# Live Base Rock?



## Trigger200 (Feb 23, 2007)

I have a 65 gallon tank which I'm attempting to turn into a successful saltwater tank. I've gotten the specific gravity right around 1.023 and have been running the pump for a couple of weeks now. I'm looking to buy some live rock. I ran across this site: www.oceanproaquatics.com. Just wondering if anyone has any experience with this online store? I'd like to buy 45 lbs of the fiji base rock and then 45 pounds of fiji premium live rock. I don't get it...what is base rock exactly? I doesn't look very "live" to me. Any advice on this matter would be greatly appreciated as I am new to saltwater aquariums. THANKS!


----------



## Andre (Feb 19, 2007)

www.petsolutions.com, They have given me a very good live rock and also they have had a total success with life of there fish with me. I have not had an invert or fish die that i have ordered there. I have had some crabs, kill eachother but that is natural.


----------



## Trigger200 (Feb 23, 2007)

Thanks for the info. Looks like an excellent store. Wish they sold base rock...seems a bit hard to find.


----------



## caferacermike (Oct 3, 2006)

I use www.oceanhomesetc.com for me rock needs. Monica is super friendly. 

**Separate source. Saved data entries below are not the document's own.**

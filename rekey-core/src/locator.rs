use std::fmt;

/// A reference string found in a payload: an absolute or relative address.
#[derive(Clone, PartialEq, Eq, Hash)]
pub struct Locator(String);

impl Locator {
    /// Parses a reference string.
    ///
    /// Returns `None` for strings that cannot be a reference at all: empty,
    /// whitespace-only, or containing whitespace.
    pub fn parse(s: &str) -> Option<Self> {
        if s.is_empty() || s.chars().any(char::is_whitespace) {
            return None;
        }
        Some(Locator(s.to_string()))
    }

    pub fn as_str(&self) -> &str {
        &self.0
    }

    /// Returns the scheme if the locator is absolute.
    ///
    /// A scheme is `ALPHA *( ALPHA / DIGIT / "+" / "-" / "." )` followed by `:`.
    pub fn scheme(&self) -> Option<&str> {
        let colon = self.0.find(':')?;
        let scheme = &self.0[..colon];
        let valid = !scheme.is_empty()
            && scheme.as_bytes()[0].is_ascii_alphabetic()
            && scheme
                .bytes()
                .all(|b| b.is_ascii_alphanumeric() || b == b'+' || b == b'-' || b == b'.');
        valid.then_some(scheme)
    }

    pub fn is_absolute(&self) -> bool {
        self.scheme().is_some()
    }

    /// Fragment-only locators (`#id`) point inside the containing record.
    pub fn is_fragment(&self) -> bool {
        self.0.starts_with('#')
    }

    /// The locator with any query string and fragment removed.
    pub fn path_part(&self) -> &str {
        let end = self.0.find(['?', '#']).unwrap_or(self.0.len());
        &self.0[..end]
    }

    /// If the locator lives under `base`, returns the remainder after it.
    ///
    /// Scheme and host are compared case-insensitively; the base must be
    /// followed by `/` or the end of the locator.
    pub fn strip_base(&self, base: &str) -> Option<&str> {
        let base = base.trim_end_matches('/');
        let head = self.0.get(..base.len())?;
        if !authority_eq(head, base) {
            return None;
        }
        let rest = &self.0[base.len()..];
        if rest.is_empty() || rest.starts_with('/') {
            Some(rest.trim_start_matches('/'))
        } else {
            None
        }
    }
}

/// Compares two base addresses, ignoring case in the scheme and host only.
fn authority_eq(a: &str, b: &str) -> bool {
    let split = |s: &str| -> usize {
        match s.find("://") {
            Some(pos) => {
                let host_start = pos + 3;
                s[host_start..]
                    .find('/')
                    .map(|p| host_start + p)
                    .unwrap_or(s.len())
            }
            None => 0,
        }
    };
    let (ia, ib) = (split(a), split(b));
    ia == ib && a[..ia].eq_ignore_ascii_case(&b[..ib]) && a[ia..] == b[ib..]
}

impl fmt::Debug for Locator {
    fn fmt(&self, f: &mut fmt::Formatter<'_>) -> fmt::Result {
        write!(f, "Locator({})", self.0)
    }
}

impl fmt::Display for Locator {
    fn fmt(&self, f: &mut fmt::Formatter<'_>) -> fmt::Result {
        f.write_str(&self.0)
    }
}

impl AsRef<str> for Locator {
    fn as_ref(&self) -> &str {
        &self.0
    }
}
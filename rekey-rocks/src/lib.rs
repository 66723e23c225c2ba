//! RocksDB-backed sequence for Rekey.

use std::path::Path;
use std::sync::{Mutex, PoisonError};

use log::debug;
use rekey_core::Sequence;
use rocksdb::{DB, Options};
use thiserror::Error;

#[derive(Debug, Error)]
pub enum RocksError {
    #[error("RocksDB error: {0}")]
    Db(#[from] rocksdb::Error),
    #[error("counter {0:?} does not hold an 8-byte value")]
    CorruptCounter(String),
    #[error("counter {0:?} is exhausted")]
    Exhausted(String),
}

/// A persistent sequence backed by RocksDB.
///
/// Each counter is stored under its name as a big-endian `u64`.
pub struct RocksSequence {
    db: DB,
    // Serializes read-modify-write of counters.
    lock: Mutex<()>,
}

impl RocksSequence {
    /// Opens a RocksDB sequence at the given path.
    ///
    /// Creates the database if it doesn't exist.
    pub fn open(path: impl AsRef<Path>) -> Result<Self, RocksError> {
        let mut opts = Options::default();
        opts.create_if_missing(true);
        let db = DB::open(&opts, path)?;
        Ok(Self {
            db,
            lock: Mutex::new(()),
        })
    }

    /// Returns the last value issued under `name`, if any.
    pub fn current(&self, name: &str) -> Result<Option<u64>, RocksError> {
        match self.db.get_pinned(name.as_bytes())? {
            Some(bytes) => decode(name, &bytes).map(Some),
            None => Ok(None),
        }
    }
}

fn decode(name: &str, bytes: &[u8]) -> Result<u64, RocksError> {
    let bytes: [u8; 8] = bytes
        .try_into()
        .map_err(|_| RocksError::CorruptCounter(name.to_string()))?;
    Ok(u64::from_be_bytes(bytes))
}

impl Sequence for RocksSequence {
    type Error = RocksError;

    fn next(&self, name: &str, floor: u64) -> Result<u64, Self::Error> {
        let _guard = self.lock.lock().unwrap_or_else(PoisonError::into_inner);
        let last = self.current(name)?.unwrap_or(0);
        let value = last
            .max(floor)
            .checked_add(1)
            .ok_or_else(|| RocksError::Exhausted(name.to_string()))?;
        self.db.put(name.as_bytes(), value.to_be_bytes())?;
        debug!("sequence {name} advanced to {value}");
        Ok(value)
    }
}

Base rock is nothing special. People buy it because it's cheaper and use it under their regular rock to hold it up. The point of base rock is not to be seen. It's not normally a good liverock either. It's to smooth and dense. If trying to save a buck the best way would be a mix of live and "dead". The dry rock will quickly seed up. Dead is cheaper because it is shipped in large bulk containers without the added weight of the water. The reason folks use base rock to support their main rock work is that it is inert. You don't have to worry about it decomposing and spoiling a tank.


----------



## Trigger200 (Feb 23, 2007)

How important is lighting. Unfortunately, the more research I'm doing the more I'm realizing my lighting is probably completely inadequate. I have a 65 galloon tank and right now there are two fluorescent bulbs, 15 watts each. Anyone have any suggestions? I'm hoping I can get buy with this lighting while I'm curing the new live rock.


----------



## caferacermike (Oct 3, 2006)

Read through the stickies. They will help you decide what type of tank you want to set up and a guide to what it will take.


----------